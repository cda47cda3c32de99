use clap::{Parser, Subcommand};
use rmcp::{transport::stdio, ServiceExt};
use sheet_translator::translation::{
    default_output_path, Language, MockTranslator, TranslationRequest, TranslationResult,
};
use sheet_translator::utils::config::LoggingConfig;
use sheet_translator::{
    translate_workbook_file, AppConfig, AppState, SheetTranslatorServer, TermBaseStore,
    TranslationGateway, Translator,
};
use std::path::PathBuf;
use std::sync::Arc;
use tracing_subscriber::{fmt, layer::SubscriberExt, util::SubscriberInitExt, EnvFilter};

#[derive(Parser, Debug)]
#[command(name = "sheet-translator", version, about = "Translate spreadsheet cells between Chinese and English")]
struct Cli {
    /// Configuration file
    #[arg(short, long, default_value = "config.toml", global = true)]
    config: String,

    #[command(subcommand)]
    command: Command,
}

#[derive(Subcommand, Debug)]
enum Command {
    /// Translate one spreadsheet
    Translate {
        input: PathBuf,
        /// Output path (default: <output dir>/<name>_translated.<ext>)
        #[arg(short, long)]
        output: Option<PathBuf>,
        /// Use a local tagging translator instead of the vendor API
        #[arg(long)]
        dry_run: bool,
    },
    /// Manage the term base
    Terms {
        #[command(subcommand)]
        action: TermsAction,
    },
    /// Translate a sample phrase to check credentials and connectivity
    Check,
    /// Run the HTTP server
    Serve {
        #[arg(long, default_value_t = 9527)]
        port: u16,
        #[arg(long, default_value = "0.0.0.0")]
        bind: String,
    },
    /// Run the MCP server on stdio
    Mcp,
}

#[derive(Subcommand, Debug)]
enum TermsAction {
    List,
    Add { term: String, translation: String },
    Remove { term: String },
}

fn init_tracing(logging: &LoggingConfig) -> anyhow::Result<()> {
    let filter = match EnvFilter::try_from_default_env() {
        Ok(filter) => filter,
        Err(_) => EnvFilter::new("").add_directive(
            format!("sheet_translator={}", logging.level).parse()?,
        ),
    };
    let json = logging.format.eq_ignore_ascii_case("json");

    tracing_subscriber::registry()
        .with(filter)
        .with(json.then(|| fmt::layer().json().with_writer(std::io::stderr)))
        .with((!json).then(|| fmt::layer().with_writer(std::io::stderr)))
        .init();

    Ok(())
}

fn build_translator(config: &AppConfig, dry_run: bool) -> anyhow::Result<Arc<dyn Translator>> {
    if dry_run {
        return Ok(Arc::new(MockTranslator::tagged()));
    }
    Ok(Arc::new(TranslationGateway::from_config(&config.api)?))
}

#[tokio::main]
async fn main() -> anyhow::Result<()> {
    let cli = Cli::parse();
    dotenvy::dotenv().ok();

    // The configured subscriber depends on the config itself, so loading
    // warnings go through a plain stderr one.
    let bootstrap = fmt().with_writer(std::io::stderr).finish();
    let config = tracing::subscriber::with_default(bootstrap, || {
        AppConfig::load_or_default(Some(&cli.config))
    });
    init_tracing(&config.logging)?;
    tracing::info!(backend = %config.api.backend, "Configuration ready");

    match cli.command {
        Command::Translate {
            input,
            output,
            dry_run,
        } => {
            let output = match output {
                Some(path) => path,
                None => default_output_path(&input, Some(&config.output.directory))?,
            };
            let translator = build_translator(&config, dry_run)?;
            let report = translate_workbook_file(&input, &output, &config, translator).await?;
            println!("{}", serde_json::to_string_pretty(&report)?);
        }
        Command::Terms { action } => {
            let store = TermBaseStore::new(config.term_base.path.clone());
            match action {
                TermsAction::List => {
                    println!("{}", serde_json::to_string_pretty(&store.list())?);
                }
                TermsAction::Add { term, translation } => {
                    let term_base = store.add(&term, &translation)?;
                    println!("Term added ({} entries)", term_base.len());
                }
                TermsAction::Remove { term } => {
                    let term_base = store.remove(&term)?;
                    println!("Term removed ({} entries)", term_base.len());
                }
            }
        }
        Command::Check => {
            let gateway = TranslationGateway::from_config(&config.api)?;
            let request = TranslationRequest::new("你好", Language::Zh, Language::En);

            match gateway.translate(&request).await {
                TranslationResult::Translated(text) => {
                    println!("{} OK: 你好 -> {}", config.api.backend, text);
                }
                TranslationResult::Failed(failure) => {
                    anyhow::bail!("{} check failed: {}", config.api.backend, failure.error);
                }
            }
        }
        Command::Serve { port, bind } => {
            let translator = build_translator(&config, false)?;
            let state = AppState::new(config, translator);
            state.term_store.ensure_exists()?;
            sheet_translator::server::http::serve(state, &bind, port).await?;
        }
        Command::Mcp => {
            let translator = build_translator(&config, false)?;
            let state = AppState::new(config, translator);
            state.term_store.ensure_exists()?;

            tracing::info!("Starting MCP server on stdio");
            let server = SheetTranslatorServer::new(state);
            let service = server.serve(stdio()).await?;
            service.waiting().await?;
            tracing::info!("MCP server shutting down");
        }
    }

    Ok(())
}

* * * *

- _Problem statement_
Exactly those lines that run from the start of the listing to the line containing "#[arg(short, long, default_value" should be output, and no others.

- _Written response_
repository cda47cda3c32de99
use clap::{Parser, Subcommand};
use rmcp::{transport::stdio, ServiceExt};
use sheet_translator::translation::{
    default_output_path, Language, MockTranslator, TranslationRequest, TranslationResult,
};
use sheet_translator::utils::config::LoggingConfig;
use sheet_translator::{
    translate_workbook_file, AppConfig, AppState, SheetTranslatorServer, TermBaseStore,
    TranslationGateway, Translator,
};
use std::path::PathBuf;
use std::sync::Arc;
use tracing_subscriber::{fmt, layer::SubscriberExt, util::SubscriberInitExt, EnvFilter};

#[derive(Parser, Debug)]
#[command(name = "sheet-translator", version, about = "Translate spreadsheet cells between Chinese and English")]
struct Cli {
    /// Configuration file
    #[arg(short, long, default_value = "config.toml", global = true)]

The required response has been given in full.